C’est donc un cinéma puisant au plus vif d’une expérience humaine qui a fait de la réalisatrice une jeune étudiante dont les professeurs ont toujours loué la maturité précoce, mais douée en outre d’une volonté digne d’un Yugong abattant les montagnes. On peut s’étonner, par exemple, de la mauvaise qualité du son ou de l’éclairage, dans « Oxhide ». C’est tout simplement qu’elle n’avait qu’un mauvais micro, sans pouvoir s’en payer un second, et que les scènes ont été tournées de nuit, après le travail de la journée et le dîner du soir, sans éclairage autre que celui de la maison. « Quand on a beaucoup d’argent, on fait un film avec des méthodes demandant beaucoup d’argent ; quand on n’en a pas, on fait autrement. ». Elle voit son travail comme une sorte d’artisanat d’art, comme ce que faisait son père. Le film y gagne une atmosphère particulière : une impression de profonde humanité.

 

 

Oxhide, trailer

 

 

Oxhide, clip 1

 

 

Oxhide, clip 2

 

Du I naît le II…

 

 

 

 

Le succès de ce premier film a permis à Liu Jiayin d’obtenir en 2007 le soutien financier de la fondation Hubert Bals (liée au festival de Rotterdam) pour un second film : « Oxhide II » (《牛皮贰》), réalisé selon les mêmes principes d’arte povera digital (avec seulement neuf plans, mais plus de deux heures) pour filmer la suite de l’actualité familiale. Les parents ont dû résilier le bail de leur boutique, devenu trop cher, Jeux Olympiques obligent. Ils ont lancé un nouveau projet : commercialiser des peintures sur cuir, sur internet.

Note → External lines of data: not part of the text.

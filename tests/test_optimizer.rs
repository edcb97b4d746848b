//! End-to-end tests: prices in, max-Sharpe report out.

use approx::assert_relative_eq;
use chrono::{Days, NaiveDate};
use sharpe_frontier::{
    AssetSet, CsvPriceProvider, ExecutionMode, InMemoryPriceProvider, Lookback, MonteCarloOptimizer,
    OptimalPortfolioReport, PriceHistoryProvider, PriceTable, ReturnSeries, SimulationRun, Statistics,
    SyntheticModel, SyntheticPriceProvider, compute_statistics,
};
use std::io::Write;

fn sample_prices(scale: [f64; 3]) -> PriceTable {
    // Three assets with different drift and noise
    let n = 260;
    let start = NaiveDate::from_ymd_opt(2023, 1, 2).unwrap();
    let mut dates = Vec::with_capacity(n);
    let mut rows = Vec::with_capacity(n);
    let mut prices = [100.0, 50.0, 20.0];
    for i in 0..n {
        let t = i as f64;
        let moves = [
            0.0004 + 0.004 * (t * 0.7).sin(),
            0.0008 + 0.012 * (t * 1.3).cos(),
            0.0001 + 0.008 * (t * 0.4 + 1.0).sin(),
        ];
        for (p, m) in prices.iter_mut().zip(moves) {
            *p *= m.exp();
        }
        dates.push(start + Days::new(i as u64));
        rows.push(prices.iter().zip(scale).map(|(p, s)| p * s).collect());
    }
    PriceTable::new(3, dates, rows).unwrap()
}

fn run_on(table: PriceTable, seed: u64) -> (SimulationRun, AssetSet) {
    let assets = AssetSet::from_labels(["Toyota", "Sony", "NTT"]).unwrap();
    let prices = InMemoryPriceProvider::new(table).fetch(&assets, &Lookback::Max).unwrap();
    let statistics = compute_statistics(&prices, 250.0).unwrap();
    let run = MonteCarloOptimizer::new(2_000, 0.0)
        .with_seed(Some(seed))
        .run(&statistics)
        .unwrap();
    (run, assets)
}

#[test]
fn test_pipeline_produces_consistent_report() {
    let (run, assets) = run_on(sample_prices([1.0; 3]), 42);
    assert_eq!(run.len(), 2_000);

    for trial in run.trials() {
        let total: f64 = trial.weights.iter().sum();
        assert_relative_eq!(total, 1.0, epsilon = 1e-9);
        assert!(trial.weights.iter().all(|w| *w >= 0.0));
        if let Some(sharpe) = trial.sharpe_ratio {
            assert_relative_eq!(sharpe, trial.return_pct / trial.risk_pct, max_relative = 1e-9);
        }
    }

    let best = run.optimal().unwrap();
    let best_sharpe = best.sharpe_ratio.unwrap();
    assert!(run.trials().iter().filter_map(|t| t.sharpe_ratio).all(|s| s <= best_sharpe));

    let report = OptimalPortfolioReport::from_run(&run, &assets, 2).unwrap();
    assert_eq!(report.trial_id, best.id);
    assert_eq!(report.allocations.len(), 3);
    assert!(report.to_string().contains("Max Sharpe Ratio Portfolio"));
}

#[test]
fn test_rescaling_prices_keeps_the_optimum() {
    let (base, _) = run_on(sample_prices([1.0; 3]), 7);
    let (scaled, _) = run_on(sample_prices([3.0, 0.5, 10.0]), 7);
    let a = base.optimal().unwrap();
    let b = scaled.optimal().unwrap();
    assert_eq!(a.id, b.id);
    assert_eq!(a.weights, b.weights);
    assert_relative_eq!(a.sharpe_ratio.unwrap(), b.sharpe_ratio.unwrap(), max_relative = 1e-9);
}

#[test]
fn test_parallel_run_is_reproducible_on_synthetic_data() {
    let provider = SyntheticPriceProvider::new(SyntheticModel::FactorModel { number_of_factors: 2 }, 500, Some(5));
    let assets = AssetSet::from_labels(["A", "B", "C", "D"]).unwrap();
    let statistics = compute_statistics(&provider.fetch(&assets, &Lookback::Max).unwrap(), 252.0).unwrap();

    let optimizer = MonteCarloOptimizer::new(5_000, 0.01)
        .with_seed(Some(99))
        .with_mode(ExecutionMode::Parallel { chunk_size: 512 });
    let first = optimizer.run(&statistics).unwrap();
    let second = optimizer.run(&statistics).unwrap();
    assert_eq!(first, second);
    assert!(first.trials().iter().enumerate().all(|(i, t)| t.id == i));
}

#[test]
fn test_csv_prices_to_snapshot() {
    let mut file = tempfile::NamedTempFile::new().unwrap();
    writeln!(file, "Date,7203.T,6758.T").unwrap();
    let mut a = 2500.0_f64;
    let mut b = 12000.0_f64;
    for day in 0..40u64 {
        let date = NaiveDate::from_ymd_opt(2024, 3, 1).unwrap() + Days::new(day);
        a *= 1.0 + 0.01 * ((day as f64) * 0.9).sin();
        b *= 1.0 + 0.015 * ((day as f64) * 0.5).cos();
        if day == 20 {
            // missing quote for one ticker
            writeln!(file, "{},{},", date, a).unwrap();
        } else {
            writeln!(file, "{},{},{}", date, a, b).unwrap();
        }
    }
    file.flush().unwrap();

    let assets = AssetSet::new(vec![
        sharpe_frontier::Asset::new("Toyota", "7203.T"),
        sharpe_frontier::Asset::new("Sony", "6758.T"),
    ])
    .unwrap();
    let prices = CsvPriceProvider::new(file.path()).fetch(&assets, &Lookback::Max).unwrap();
    let returns = ReturnSeries::from_asset_prices(&prices, &assets).unwrap();
    // 39 price pairs, two of them touch the gap
    assert_eq!(returns.len(), 37);

    let statistics = Statistics::from_returns(&returns, 250.0).unwrap();
    let run = MonteCarloOptimizer::new(300, 0.0).with_seed(Some(1)).run(&statistics).unwrap();

    let dir = tempfile::tempdir().unwrap();
    let path = dir.path().join("run.bin");
    run.save(&path).unwrap();
    let restored = SimulationRun::load(&path).unwrap();
    assert_eq!(restored.optimal().unwrap(), run.optimal().unwrap());
}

L’avenir est toujours aussi incertain, et c’est toujours le même minuscule appartement, les mêmes acteurs familiaux, les mêmes plans fixes, la même introspection d’une intimité familiale toujours au bord de la crise.

 

 

Oxhide II, trailer

 


 

[1] Le film a été projeté à la Cinémathèque à Paris les 13 janvier et 13 février 2017 dans le cadre du programme « Nouvelles voix du cinéma chinois ».